Deutsche Handelskammer und RLB OÖ luden zur Veranstaltung „Herausforderungen für den Wirtschafts- und Investitionsstandort Europa

Linz. Europa kehrt langsam auf den Wachstumspfad zurück. Ab 2015 soll es laut EU-Kommission in allen Ländern wieder positive Wachstumsraten geben. Um die Wettbewerbsfähigkeit abzusichern, bedürfe es insbesondere der Umsetzung einer ideologiefreien Industriepolitik, betonte Dr. Eggert Voscherau, Vorsitzender des Aufsichtsrates der BASF SE, am 5. November 2013 im Raiffeisenforum der Raiffeisenlandesbank OÖ. Über Herausforderungen für den Wirtschafts- und Investitionsstandort Europa diskutierte Voscherau gemeinsam mit Prof. Dr. Dieter Hundt, Präsident der Bundesvereinigung der Deutschen Arbeitgeberverbände, Dr. Andreas Ludwig, Vorsitzender des Vorstandes der Umdasch Group, und Dr. Heinrich Schaller, Vorstandsvorsitzender der Raiffeisenlandesbank OÖ.

Mehr Lust auf Innovationen
Gerade in Deutschland sei derzeit die Gefahr groß, dass der Vorsprung verspielt werde, warnte Voscherau. „Es wird nur vom Verteilen geredet und nicht vom Erwirtschaften. Aber es kann nur verteilt werden, was zuvor erwirtschaftet wurde.“ Um die Wettbewerbsfähigkeit langfristig abzusichern, müssen die Innovationskraft gestärkt, eine zukunftsorientierte Industriepolitik umgesetzt und das Prinzip des freien Welthandels geachtet werden. „Fundament für diese drei Eckpfeiler muss die soziale Marktwirtschaft sein“, so Voscherau.
Europa brauche insbesondere Investitionen in das Bildungssystem und wieder mehr Lust auf Innovationen. „Wir neigen dazu, Innovationen als Bedrohung statt als Chance zu sehen. Statt ‚Yes, we can’ heißt es vielfach ‚But what if’“, sagte Voscherau.

Energiepolitik überdenken
Auch in der Energiepolitik muss man sich von festgefahrenen Pfaden trennen. Voscherau: „Wir müssen die Energiepolitik neu überdenken. So kann es nicht weitergehen. Eile in der Lösung ist angesagt.“ Den Blaumann oder den Weißkittel durch grüne Gummistiefel zu ersetzen, sei keine Alternative. Vielmehr komme es bei der Energiepolitik auf eine Balance zwischen Versorgungssicherheit, Preisstabilität und Umweltverträglichkeit an. Zudem müssten zur Sicherung der Wettbewerbsfähigkeit der freie Welthandel und der Zugang zu Ressourcen ganz oben auf der Agenda stehen.
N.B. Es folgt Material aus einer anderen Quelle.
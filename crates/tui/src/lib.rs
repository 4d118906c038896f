pub mod cli;
pub mod commands;
pub mod config;
pub mod logging;
pub mod tui;

pub use taskorp_core as core;
pub use taskorp_core::model;

pub use taskorp_core::AppConfig;
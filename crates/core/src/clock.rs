//! Time source injected into the store so timestamps stay testable.

use std::sync::Mutex;

use chrono::{DateTime, Duration, Utc};

pub trait Clock: Send + Sync {
    fn now(&self) -> DateTime<Utc>;
}

#[derive(Debug, Clone, Copy, Default)]
pub struct SystemClock;

impl Clock for SystemClock {
    fn now(&self) -> DateTime<Utc> {
        Utc::now()
    }
}

/// A clock that only moves when told to.
#[derive(Debug)]
pub struct ManualClock {
    now: Mutex<DateTime<Utc>>,
}

impl ManualClock {
    pub fn new(start: DateTime<Utc>) -> Self {
        Self {
            now: Mutex::new(start),
        }
    }

    pub fn set(&self, value: DateTime<Utc>) {
        *self.lock() = value;
    }

    pub fn advance(&self, by: Duration) {
        let mut now = self.lock();
        *now += by;
    }

    fn lock(&self) -> std::sync::MutexGuard<'_, DateTime<Utc>> {
        // A poisoned lock still holds a valid timestamp.
        self.now.lock().unwrap_or_else(|poisoned| poisoned.into_inner())
    }
}

impl Clock for ManualClock {
    fn now(&self) -> DateTime<Utc> {
        *self.lock()
    }
}
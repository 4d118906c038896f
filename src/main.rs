use anyhow::Result;
use clap::Parser;

fn main() -> Result<()> {
    let cli = taskorp::cli::Cli::parse();
    let config = taskorp::config::from_cli(&cli)?;
    let log_filter = taskorp::config::log_filter(&cli);

    match cli.command.clone() {
        Some(taskorp::cli::CliCommand::Tui) | None => {
            taskorp::logging::init_file(config.log_path(), &log_filter)?;
            taskorp::tui::run(config)?;
        }
        Some(command) => {
            taskorp::logging::init_stderr(&log_filter)?;
            let stdout = std::io::stdout();
            let mut handle = stdout.lock();
            taskorp::commands::execute(&config, command, &mut handle)?;
        }
    }

    Ok(())
}
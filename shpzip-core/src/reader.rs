//! Cursor protocol shared by every reader of paired geometry and attribute
//! streams.

use crate::{CloseError, Field, ReadError, Shape};

/// Outcome of opening the optional attribute companion.
///
/// Absence is a normal outcome rather than an error: attribute data is
/// optional context and never required for geometry access. Consumers match
/// on both arms instead of checking for a null handle.
///
/// # Examples
/// ```
/// use shpzip_core::Companion;
///
/// let absent: Companion<Vec<u8>> = Companion::Absent;
/// assert!(!absent.is_present());
/// let present = Companion::Present(vec![1_u8]).map(|bytes| bytes.len());
/// assert_eq!(present, Companion::Present(1));
/// assert_eq!(present.as_ref(), Companion::Present(&1));
/// ```
#[derive(Debug, Clone, PartialEq, Eq)]
pub enum Companion<T> {
    /// The companion was found and opened.
    Present(T),
    /// The companion is missing or could not be opened.
    Absent,
}

impl<T> Companion<T> {
    /// Whether the companion was opened.
    #[must_use]
    pub const fn is_present(&self) -> bool {
        matches!(self, Self::Present(_))
    }

    /// Transform the contained value, keeping absence as is.
    pub fn map<U, F>(self, f: F) -> Companion<U>
    where
        F: FnOnce(T) -> U,
    {
        match self {
            Self::Present(value) => Companion::Present(f(value)),
            Self::Absent => Companion::Absent,
        }
    }

    /// Borrow the contained value.
    #[must_use]
    pub const fn as_ref(&self) -> Companion<&T> {
        match self {
            Self::Present(value) => Companion::Present(value),
            Self::Absent => Companion::Absent,
        }
    }
}

/// Lockstep reader over a geometry stream and its optional attribute stream.
///
/// Each call to [`advance`](Self::advance) moves to the next record; the
/// accessors then expose the record's index, geometry and attribute row.
/// Implementations keep the cursor state internally and mutate it only in
/// `advance`.
///
/// Exhaustion is sticky: once `advance` returns `false` every later call
/// returns `false` and leaves [`error`](Self::error) unchanged.
///
/// # Examples
///
/// ```rust
/// use shpzip_core::{CloseError, Field, ReadError, SequentialReader, Shape};
///
/// struct Empty;
///
/// impl SequentialReader for Empty {
///     fn advance(&mut self) -> bool {
///         false
///     }
///     fn shape(&self) -> Option<(usize, &Shape)> {
///         None
///     }
///     fn attribute(&self, _field: usize) -> &str {
///         ""
///     }
///     fn fields(&self) -> &[Field] {
///         &[]
///     }
///     fn error(&self) -> Option<&ReadError> {
///         None
///     }
///     fn close(&mut self) -> Result<(), CloseError> {
///         Ok(())
///     }
/// }
///
/// let mut reader = Empty;
/// assert!(!reader.advance());
/// assert!(reader.error().is_none());
/// ```
pub trait SequentialReader {
    /// Move to the next record.
    ///
    /// Returns `false` at the end of the geometry stream or after a decode
    /// fault; inspect [`error`](Self::error) to tell the two apart.
    fn advance(&mut self) -> bool;

    /// Zero-based index and geometry of the current record.
    ///
    /// `None` before the first successful `advance` and after exhaustion.
    fn shape(&self) -> Option<(usize, &Shape)>;

    /// Text value of column `field` for the current record.
    ///
    /// Returns an empty string when no attribute stream was supplied, the
    /// column does not exist, or a fault has occurred.
    fn attribute(&self, field: usize) -> &str;

    /// Attribute-table schema; empty when no attribute stream was supplied.
    fn fields(&self) -> &[Field];

    /// The fault that stopped iteration, if any.
    fn error(&self) -> Option<&ReadError>;

    /// Release both wrapped streams.
    ///
    /// Calling `close` again after it has run is a no-op returning `Ok`.
    fn close(&mut self) -> Result<(), CloseError>;
}
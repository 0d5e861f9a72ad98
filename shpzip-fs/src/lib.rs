//! Filesystem helpers for opening datasets, built on `cap-std` and `camino`.
#![forbid(unsafe_code)]

use camino::Utf8Path;
use cap_std::{ambient_authority, fs_utf8};
use std::fs::File;
use std::io;

/// Open a UTF-8 file path for reading using ambient authority.
pub fn open_utf8_file(path: &Utf8Path) -> io::Result<File> {
    fs_utf8::File::open_ambient(path, ambient_authority()).map(fs_utf8::File::into_std)
}

/// Open a file that may legitimately be missing.
///
/// `NotFound` maps to `Ok(None)`; every other failure is returned unchanged
/// so callers can decide whether an unreadable file matters.
pub fn open_optional_utf8_file(path: &Utf8Path) -> io::Result<Option<File>> {
    match open_utf8_file(path) {
        Ok(file) => Ok(Some(file)),
        Err(err) if err.kind() == io::ErrorKind::NotFound => Ok(None),
        Err(err) => Err(err),
    }
}
//! Behavioural tests for reading shapefiles out of ZIP archives.

use camino::Utf8PathBuf;
use rstest::fixture;
use rstest_bdd_macros::{given, scenario, then, when};
use shpzip_data::{ArchiveError, ZipShapeReader, list_shapes};
use std::{cell::RefCell, fs, path::PathBuf};
use tempfile::TempDir;

mod support;

use support::{PARCEL_NAMES, ROAD_NAMES, encode, parcels, roads, utf8_path, write_archive};

type OpenResult = Result<ZipShapeReader, ArchiveError>;

#[fixture]
fn working_dir() -> TempDir {
    match TempDir::new() {
        Ok(dir) => dir,
        Err(err) => panic!("failed to create temporary directory: {err}"),
    }
}

#[fixture]
fn archive_path() -> RefCell<Option<Utf8PathBuf>> {
    RefCell::new(None)
}

#[fixture]
fn open_result() -> RefCell<Option<OpenResult>> {
    RefCell::new(None)
}

#[fixture]
fn listing() -> RefCell<Option<Result<Vec<String>, ArchiveError>>> {
    RefCell::new(None)
}

fn selected_path(archive: &RefCell<Option<Utf8PathBuf>>) -> Utf8PathBuf {
    archive.borrow().clone().expect("archive path prepared")
}

/// Drain the opened reader, returning the first attribute of every record.
fn read_names(result: &RefCell<Option<OpenResult>>) -> Vec<String> {
    let mut guard = result.borrow_mut();
    let reader = guard
        .as_mut()
        .expect("open was attempted")
        .as_mut()
        .expect("expected the archive to open");
    let mut names = Vec::new();
    while reader.advance() {
        let (index, _) = reader.shape().expect("current shape after advance");
        assert_eq!(index, names.len(), "records are numbered in order");
        names.push(reader.attribute(0).to_owned());
    }
    assert!(reader.error().is_none(), "unexpected fault: {:?}", reader.error());
    names
}

#[given("an archive containing a parcels shapefile with its attribute table")]
fn archive_with_table(
    #[from(working_dir)] dir: &TempDir,
    #[from(archive_path)] archive: &RefCell<Option<Utf8PathBuf>>,
) {
    let (shp, dbf) = encode(&parcels());
    let path = write_archive(
        dir,
        "parcels.zip",
        &[
            ("parcels.shp", shp.as_slice()),
            ("parcels.dbf", dbf.as_slice()),
            ("parcels.prj", b"GEOGCS[\"WGS 84\"]".as_slice()),
        ],
    );
    *archive.borrow_mut() = Some(path);
}

#[given("an archive containing a parcels shapefile without an attribute table")]
fn archive_without_table(
    #[from(working_dir)] dir: &TempDir,
    #[from(archive_path)] archive: &RefCell<Option<Utf8PathBuf>>,
) {
    let (shp, _) = encode(&parcels());
    let path = write_archive(dir, "geometry.zip", &[("parcels.shp", shp.as_slice())]);
    *archive.borrow_mut() = Some(path);
}

#[given("an archive containing two shapefiles")]
fn archive_with_two_shapefiles(
    #[from(working_dir)] dir: &TempDir,
    #[from(archive_path)] archive: &RefCell<Option<Utf8PathBuf>>,
) {
    let (parcel_shp, parcel_dbf) = encode(&parcels());
    let (road_shp, road_dbf) = encode(&roads());
    let path = write_archive(
        dir,
        "layers.zip",
        &[
            ("parcels.shp", parcel_shp.as_slice()),
            ("parcels.dbf", parcel_dbf.as_slice()),
            ("roads.shp", road_shp.as_slice()),
            ("roads.dbf", road_dbf.as_slice()),
        ],
    );
    *archive.borrow_mut() = Some(path);
}

#[given("a path to a missing archive")]
fn missing_archive(
    #[from(working_dir)] dir: &TempDir,
    #[from(archive_path)] archive: &RefCell<Option<Utf8PathBuf>>,
) {
    *archive.borrow_mut() = Some(utf8_path(dir, "missing.zip"));
}

#[when("I open the archive")]
fn open_archive(
    #[from(archive_path)] archive: &RefCell<Option<Utf8PathBuf>>,
    #[from(open_result)] result: &RefCell<Option<OpenResult>>,
) {
    let path = selected_path(archive);
    *result.borrow_mut() = Some(ZipShapeReader::open(&path));
}

#[when("I open the roads entry by name")]
fn open_roads(
    #[from(archive_path)] archive: &RefCell<Option<Utf8PathBuf>>,
    #[from(open_result)] result: &RefCell<Option<OpenResult>>,
) {
    let path = selected_path(archive);
    *result.borrow_mut() = Some(ZipShapeReader::open_named(&path, "roads.shp"));
}

#[when("I list the shapefiles in the archive")]
fn list_archive(
    #[from(archive_path)] archive: &RefCell<Option<Utf8PathBuf>>,
    #[from(listing)] listed: &RefCell<Option<Result<Vec<String>, ArchiveError>>>,
) {
    let path = selected_path(archive);
    *listed.borrow_mut() = Some(list_shapes(&path));
}

#[then("every parcel is read with its attribute values")]
fn parcels_with_attributes(#[from(open_result)] result: &RefCell<Option<OpenResult>>) {
    assert_eq!(read_names(result), PARCEL_NAMES);
}

#[then("every parcel is read with empty attribute values")]
fn parcels_without_attributes(#[from(open_result)] result: &RefCell<Option<OpenResult>>) {
    assert_eq!(read_names(result), ["", "", ""]);
}

#[then("every road is read with its attribute values")]
fn roads_with_attributes(#[from(open_result)] result: &RefCell<Option<OpenResult>>) {
    assert_eq!(read_names(result), ROAD_NAMES);
}

#[then("the reader closes cleanly twice")]
fn closes_twice(#[from(open_result)] result: &RefCell<Option<OpenResult>>) {
    let mut guard = result.borrow_mut();
    let reader = guard
        .as_mut()
        .expect("open was attempted")
        .as_mut()
        .expect("expected the archive to open");
    assert!(reader.owns_archive(), "path-opened archives are owned");
    reader.close().expect("first close succeeds");
    reader.close().expect("second close is a no-op");
    assert!(reader.is_closed());
    assert!(!reader.advance(), "a closed reader has no records");
}

#[then("the open fails naming both shapefiles")]
fn ambiguous_open(#[from(open_result)] result: &RefCell<Option<OpenResult>>) {
    let borrowed = result.borrow();
    match borrowed.as_ref().expect("open was attempted") {
        Ok(_) => panic!("expected several shapefiles to be rejected"),
        Err(ArchiveError::AmbiguousEntry { candidates }) => {
            assert_eq!(candidates, &["parcels.shp", "roads.shp"]);
        }
        Err(other) => panic!("expected an ambiguity error, got {other:?}"),
    }
}

#[then("the listing matches the archive order")]
fn listing_order(#[from(listing)] listed: &RefCell<Option<Result<Vec<String>, ArchiveError>>>) {
    let borrowed = listed.borrow();
    let names = borrowed
        .as_ref()
        .expect("listing was attempted")
        .as_ref()
        .expect("expected the archive to list");
    assert_eq!(names, &["parcels.shp", "roads.shp"]);
}

#[then("the open fails because the archive cannot be read")]
fn container_open_failure(#[from(open_result)] result: &RefCell<Option<OpenResult>>) {
    let borrowed = result.borrow();
    match borrowed.as_ref().expect("open was attempted") {
        Ok(_) => panic!("expected the missing archive to fail"),
        Err(ArchiveError::ContainerOpen { location, .. }) => {
            assert!(
                location.ends_with("missing.zip"),
                "unexpected location in error: {location}"
            );
        }
        Err(other) => panic!("expected a container error, got {other:?}"),
    }
}

#[test]
fn scenario_indices_follow_feature_order() {
    let feature =
        PathBuf::from(env!("CARGO_MANIFEST_DIR")).join("tests/features/zip_reader.feature");
    let contents = fs::read_to_string(&feature).unwrap_or_else(|err| {
        panic!("failed to read feature file {feature:?}: {err}");
    });
    let titles: Vec<String> = contents
        .lines()
        .filter_map(|line| line.trim().strip_prefix("Scenario: "))
        .map(|title| title.to_owned())
        .collect();
    let expected = [
        "reading every record of a packaged shapefile",
        "reading geometry without an attribute table",
        "rejecting an archive with several shapefiles",
        "opening a shapefile by entry name",
        "listing shapefiles in archive order",
        "reporting a missing archive",
    ];
    assert_eq!(
        titles.len(),
        expected.len(),
        "scenario count changed in feature file: {titles:?}"
    );
    for (index, expected_title) in expected.iter().enumerate() {
        let actual = titles.get(index).map(String::as_str);
        assert_eq!(
            actual,
            Some(*expected_title),
            "scenario at index {index} does not match feature order"
        );
    }
}

macro_rules! register_scenario {
    ($name:ident, $index:literal) => {
        #[scenario(path = "tests/features/zip_reader.feature", index = $index)]
        fn $name(
            working_dir: TempDir,
            archive_path: RefCell<Option<Utf8PathBuf>>,
            open_result: RefCell<Option<OpenResult>>,
            listing: RefCell<Option<Result<Vec<String>, ArchiveError>>>,
        ) {
            let _ = (working_dir, archive_path, open_result, listing);
        }
    };
}

register_scenario!(reading_every_record, 0);
register_scenario!(reading_geometry_without_attributes, 1);
register_scenario!(rejecting_several_shapefiles, 2);
register_scenario!(opening_by_entry_name, 3);
register_scenario!(listing_in_archive_order, 4);
register_scenario!(reporting_missing_archive, 5);
//! Facade crate for reading shapefiles packaged in ZIP archives.
//!
//! This crate re-exports the core domain types and the archive reader so
//! callers need a single dependency.

#![forbid(unsafe_code)]

pub use shpzip_core::{
    CloseError, Companion, EntryNaming, Field, FieldType, ReadError, SequentialReader, Shape,
    ShapeType, StreamKind,
};

pub use shpzip_data::{
    ArchiveEntry, ArchiveError, EntryRequest, EntryStream, ReleaseFailure, ReleaseFailures,
    ShapefileOpenError, ShapefileReader, ZipShapeReader, list_shapes, list_shapes_in,
    list_shapes_with,
};
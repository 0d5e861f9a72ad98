//! Indexed ZIP container and the release seam for owned archive handles.

use std::io::{self, Cursor, Read, Seek};

use zip::ZipArchive;
use zip::result::ZipError;

use super::{ArchiveEntry, ArchiveError};

/// In-memory byte stream holding one decompressed entry.
pub type EntryStream = Cursor<Vec<u8>>;

/// Upper bound on buffer space reserved up front from a declared entry size.
const MAX_PREALLOCATION: u64 = 64 * 1024 * 1024;

/// A resource held by a facade that must be released exactly once.
///
/// Release consumes the handle, so a second release cannot be expressed.
pub trait Release: Send {
    /// Release the underlying resource.
    ///
    /// # Errors
    /// Returns the I/O error reported while releasing.
    fn release(self: Box<Self>) -> io::Result<()>;
}

/// An opened archive whose entry list was read once at open time.
#[derive(Debug)]
pub(crate) struct Container<R> {
    archive: ZipArchive<R>,
    entries: Vec<ArchiveEntry>,
    location: String,
}

impl<R: Read + Seek> Container<R> {
    /// Open `reader` as a ZIP archive and index its entries in directory order.
    pub(crate) fn open(reader: R, name: impl Into<String>) -> Result<Self, ArchiveError> {
        let location = name.into();
        let mut archive = ZipArchive::new(reader).map_err(|source| ArchiveError::ContainerOpen {
            location: location.clone(),
            source,
        })?;
        let mut entries = Vec::with_capacity(archive.len());
        for index in 0..archive.len() {
            let file = archive
                .by_index_raw(index)
                .map_err(|source| ArchiveError::ContainerOpen {
                    location: location.clone(),
                    source,
                })?;
            entries.push(ArchiveEntry {
                name: file.name().to_owned(),
                size: file.size(),
            });
        }
        Ok(Self {
            archive,
            entries,
            location,
        })
    }

    pub(crate) fn entries(&self) -> &[ArchiveEntry] {
        &self.entries
    }

    pub(crate) fn location(&self) -> &str {
        &self.location
    }

    /// Decompress the entry called `name` into memory.
    pub(crate) fn read_entry(&mut self, name: &str) -> Result<EntryStream, ZipError> {
        let mut file = self.archive.by_name(name)?;
        let capacity = usize::try_from(file.size().min(MAX_PREALLOCATION)).unwrap_or(0);
        let mut bytes = Vec::with_capacity(capacity);
        file.read_to_end(&mut bytes)?;
        Ok(Cursor::new(bytes))
    }
}

impl<R: Send> Release for Container<R> {
    fn release(self: Box<Self>) -> io::Result<()> {
        // The archive's reader is closed when dropped; std and cap-std file
        // handles do not surface close errors.
        drop(self);
        Ok(())
    }
}
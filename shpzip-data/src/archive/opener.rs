//! Opening a resolved entry pair as byte streams.

use std::io::{Read, Seek};

use log::{debug, warn};
use shpzip_core::Companion;

use super::container::{Container, EntryStream};
use super::{ArchiveError, EntryPair};

/// Owned names of a resolved pair, detached from the container's entry list.
#[derive(Debug, Clone)]
pub(crate) struct PairNames {
    pub(crate) primary: String,
    pub(crate) companion: Companion<String>,
}

impl From<EntryPair<'_>> for PairNames {
    fn from(pair: EntryPair<'_>) -> Self {
        Self {
            primary: pair.primary.name.clone(),
            companion: pair.companion.map(|entry| entry.name.clone()),
        }
    }
}

/// Open the primary entry and, when named, its companion.
///
/// A companion that exists but cannot be read is logged and reported as
/// [`Companion::Absent`].
///
/// # Errors
/// Returns [`ArchiveError::OpenEntry`] when the primary entry cannot be read.
pub(crate) fn open_pair<R: Read + Seek>(
    container: &mut Container<R>,
    names: &PairNames,
) -> Result<(EntryStream, Companion<EntryStream>), ArchiveError> {
    let primary =
        container
            .read_entry(&names.primary)
            .map_err(|source| ArchiveError::OpenEntry {
                name: names.primary.clone(),
                source,
            })?;
    let companion = match names.companion.as_ref() {
        Companion::Present(name) => match container.read_entry(name) {
            Ok(stream) => Companion::Present(stream),
            Err(err) => {
                warn!(
                    "treating companion {name:?} in {} as absent: {err}",
                    container.location()
                );
                Companion::Absent
            }
        },
        Companion::Absent => {
            debug!("opening {:?} without attributes", names.primary);
            Companion::Absent
        }
    };
    Ok((primary, companion))
}
//! Naming convention tying a geometry entry to its attribute companion.

/// Extensions used to recognise geometry entries and derive companion names.
///
/// Matching is case-sensitive and follows archive entry names verbatim:
/// forward-slash separated, relative, without drive letters.
///
/// # Examples
/// ```
/// use shpzip_core::EntryNaming;
///
/// let naming = EntryNaming::default();
/// assert!(naming.is_shape_entry("roads/roads.shp"));
/// assert_eq!(naming.companion_name("roads/roads.shp"), "roads/roads.dbf");
/// ```
#[derive(Debug, Clone, PartialEq, Eq)]
#[cfg_attr(feature = "serde", derive(serde::Serialize, serde::Deserialize))]
#[cfg_attr(feature = "serde", serde(default))]
pub struct EntryNaming {
    shape_extension: String,
    attribute_extension: String,
}

impl EntryNaming {
    /// Extension of geometry entries.
    pub const DEFAULT_SHAPE_EXTENSION: &'static str = ".shp";
    /// Extension of attribute-table entries.
    pub const DEFAULT_ATTRIBUTE_EXTENSION: &'static str = ".dbf";

    /// Construct a naming convention from two extensions.
    ///
    /// A leading dot is added when missing, so `"shp"` and `".shp"` are
    /// equivalent.
    #[must_use]
    pub fn new(shape_extension: impl Into<String>, attribute_extension: impl Into<String>) -> Self {
        Self {
            shape_extension: with_leading_dot(shape_extension.into()),
            attribute_extension: with_leading_dot(attribute_extension.into()),
        }
    }

    /// Extension identifying geometry entries, including the dot.
    #[must_use]
    pub fn shape_extension(&self) -> &str {
        &self.shape_extension
    }

    /// Extension of the attribute companion, including the dot.
    #[must_use]
    pub fn attribute_extension(&self) -> &str {
        &self.attribute_extension
    }

    /// Whether `name` ends with the geometry extension.
    #[must_use]
    pub fn is_shape_entry(&self, name: &str) -> bool {
        name.ends_with(self.shape_extension.as_str())
    }

    /// Derive the companion entry name for `primary`.
    ///
    /// The extension of the final path segment (text from its last dot) is
    /// replaced by the attribute extension. Names without an extension have
    /// the attribute extension appended.
    #[must_use]
    pub fn companion_name(&self, primary: &str) -> String {
        let (directory, base) = primary
            .rsplit_once('/')
            .map_or((None, primary), |(parent, file)| (Some(parent), file));
        let stem = base.rsplit_once('.').map_or(base, |(head, _)| head);
        directory.map_or_else(
            || format!("{stem}{}", self.attribute_extension),
            |parent| format!("{parent}/{stem}{}", self.attribute_extension),
        )
    }
}

impl Default for EntryNaming {
    fn default() -> Self {
        Self::new(
            Self::DEFAULT_SHAPE_EXTENSION,
            Self::DEFAULT_ATTRIBUTE_EXTENSION,
        )
    }
}

fn with_leading_dot(extension: String) -> String {
    if extension.starts_with('.') {
        extension
    } else {
        format!(".{extension}")
    }
}
//! dBase III attribute table reader.

use std::io::{self, Read};

use byteorder::{ByteOrder, LittleEndian};
use shpzip_core::{Field, FieldType, ReadError, StreamKind};

const PREAMBLE_LENGTH: usize = 32;
const DESCRIPTOR_LENGTH: usize = 32;
const TERMINATOR: u8 = 0x0D;

/// Sequential row reader over an attribute stream.
#[derive(Debug)]
pub(crate) struct AttributeTable<R> {
    reader: R,
    fields: Vec<Field>,
    record_count: u32,
    record_length: usize,
    rows_read: u32,
}

impl<R: Read> AttributeTable<R> {
    /// Parse the table header and field descriptors, leaving `reader`
    /// positioned at the first row.
    pub(crate) fn open(mut reader: R) -> Result<Self, ReadError> {
        let mut preamble = [0_u8; PREAMBLE_LENGTH];
        read_exact(&mut reader, &mut preamble, "table header")?;
        let record_count = LittleEndian::read_u32(&preamble[4..8]);
        let header_length = usize::from(LittleEndian::read_u16(&preamble[8..10]));
        let record_length = usize::from(LittleEndian::read_u16(&preamble[10..12]));

        let mut fields = Vec::new();
        let mut consumed = PREAMBLE_LENGTH;
        loop {
            let mut marker = [0_u8; 1];
            read_exact(&mut reader, &mut marker, "field descriptors")?;
            consumed += 1;
            if marker == [TERMINATOR] {
                break;
            }
            let mut descriptor = [0_u8; DESCRIPTOR_LENGTH];
            descriptor[0] = marker[0];
            read_exact(&mut reader, &mut descriptor[1..], "field descriptors")?;
            consumed += DESCRIPTOR_LENGTH - 1;
            fields.push(parse_descriptor(&descriptor));
        }

        let row_width = 1 + fields
            .iter()
            .map(|field| usize::from(field.length))
            .sum::<usize>();
        if record_length < row_width {
            return Err(invalid(format!(
                "record length {record_length} is shorter than the {row_width} bytes its fields need"
            )));
        }
        if header_length > consumed {
            let skip = u64::try_from(header_length - consumed).unwrap_or(u64::MAX);
            io::copy(&mut reader.by_ref().take(skip), &mut io::sink()).map_err(io_error)?;
        }

        Ok(Self {
            reader,
            fields,
            record_count,
            record_length,
            rows_read: 0,
        })
    }

    pub(crate) fn fields(&self) -> &[Field] {
        &self.fields
    }

    /// Read the row aligned with geometry record `record`.
    ///
    /// Deleted rows are returned like live rows so that row `n` always
    /// belongs to geometry record `n`.
    pub(crate) fn next_row(&mut self, record: usize) -> Result<Vec<String>, ReadError> {
        if self.rows_read >= self.record_count {
            return Err(ReadError::AttributeMismatch { record });
        }
        let mut row = vec![0_u8; self.record_length];
        self.reader.read_exact(&mut row).map_err(|source| {
            if source.kind() == io::ErrorKind::UnexpectedEof {
                ReadError::AttributeMismatch { record }
            } else {
                io_error(source)
            }
        })?;
        self.rows_read += 1;

        let mut values = Vec::with_capacity(self.fields.len());
        let mut offset = 1;
        for field in &self.fields {
            let end = offset + usize::from(field.length);
            let raw = row.get(offset..end).unwrap_or_default();
            values.push(decode_value(raw));
            offset = end;
        }
        Ok(values)
    }
}

fn parse_descriptor(descriptor: &[u8; DESCRIPTOR_LENGTH]) -> Field {
    let name_bytes = &descriptor[..11];
    let name_end = name_bytes
        .iter()
        .position(|byte| *byte == 0)
        .unwrap_or(name_bytes.len());
    let name = String::from_utf8_lossy(name_bytes.get(..name_end).unwrap_or_default())
        .trim()
        .to_owned();
    Field::new(
        name,
        FieldType::from_byte(descriptor[11]),
        descriptor[16],
        descriptor[17],
    )
}

fn decode_value(raw: &[u8]) -> String {
    String::from_utf8_lossy(raw)
        .trim_matches(|c: char| c == ' ' || c == '\0')
        .to_owned()
}

fn read_exact<R: Read>(reader: &mut R, buf: &mut [u8], what: &str) -> Result<(), ReadError> {
    reader.read_exact(buf).map_err(|source| {
        if source.kind() == io::ErrorKind::UnexpectedEof {
            invalid(format!("stream ended inside the {what}"))
        } else {
            io_error(source)
        }
    })
}

fn invalid(reason: String) -> ReadError {
    ReadError::InvalidHeader {
        stream: StreamKind::Attribute,
        reason,
    }
}

fn io_error(source: io::Error) -> ReadError {
    ReadError::Io {
        stream: StreamKind::Attribute,
        source,
    }
}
Hundt: Ohne Änderungen Gefahr für Industriestandort
Zwischen Österreich und Deutschland sei das Handelsvolumen in den vergangenen zehn Jahren um 60 Prozent auf rund 90 Milliarden Euro gewachsen, sagte der Präsident der Deutschen Handelskammer in Österreich und Arbeitgeber-Präsident Deutschlands Dr. Dieter Hundt. Die stabile wirtschaftliche Entwicklung in Österreich und Deutschland sei insbesondere innovativen Unternehmen zu verdanken, die sich auf den Weltmärkten behaupten. Zur Absicherung des Wohlstandes und des Wirtschaftswachstums seien solide öffentliche Finanzen unverzichtbar. „Österreich und Deutschland befinden sich derzeit in einer regierungsfreien Orientierungsphase. Eine entschlossene Konsolidierung der öffentlichen Finanzen muss am Ende das Ziel sein“, so Hundt, der vor allem Potenziale sieht, die Ausgabenseite effizienter zu gestalten. „Wir brauchen keine Steuer- und Abgabenerh öhung, sondern wir brauchen ein dynamisches Wachstum.“

Energiewende korrigieren
Eine ernste Bedrohung für den Industriestandort sieht Hundt in der derzeitigen Energiepolitik Deutschlands: „Wenn die beschlossene Energiewende nicht drastisch reduziert wird, verspielen wir die Zukunft. Dann droht eine dramatische De-Industrialisierung.“ Deutschland und auch Österreich brauchen eine wettbewerbsfähige Stromversorgung, keinen unkontrollierten Ausbau der erneuerbaren Energie. Darüber hinaus sprach sich Hundt für eine international koordinierte Energiepolitik aus.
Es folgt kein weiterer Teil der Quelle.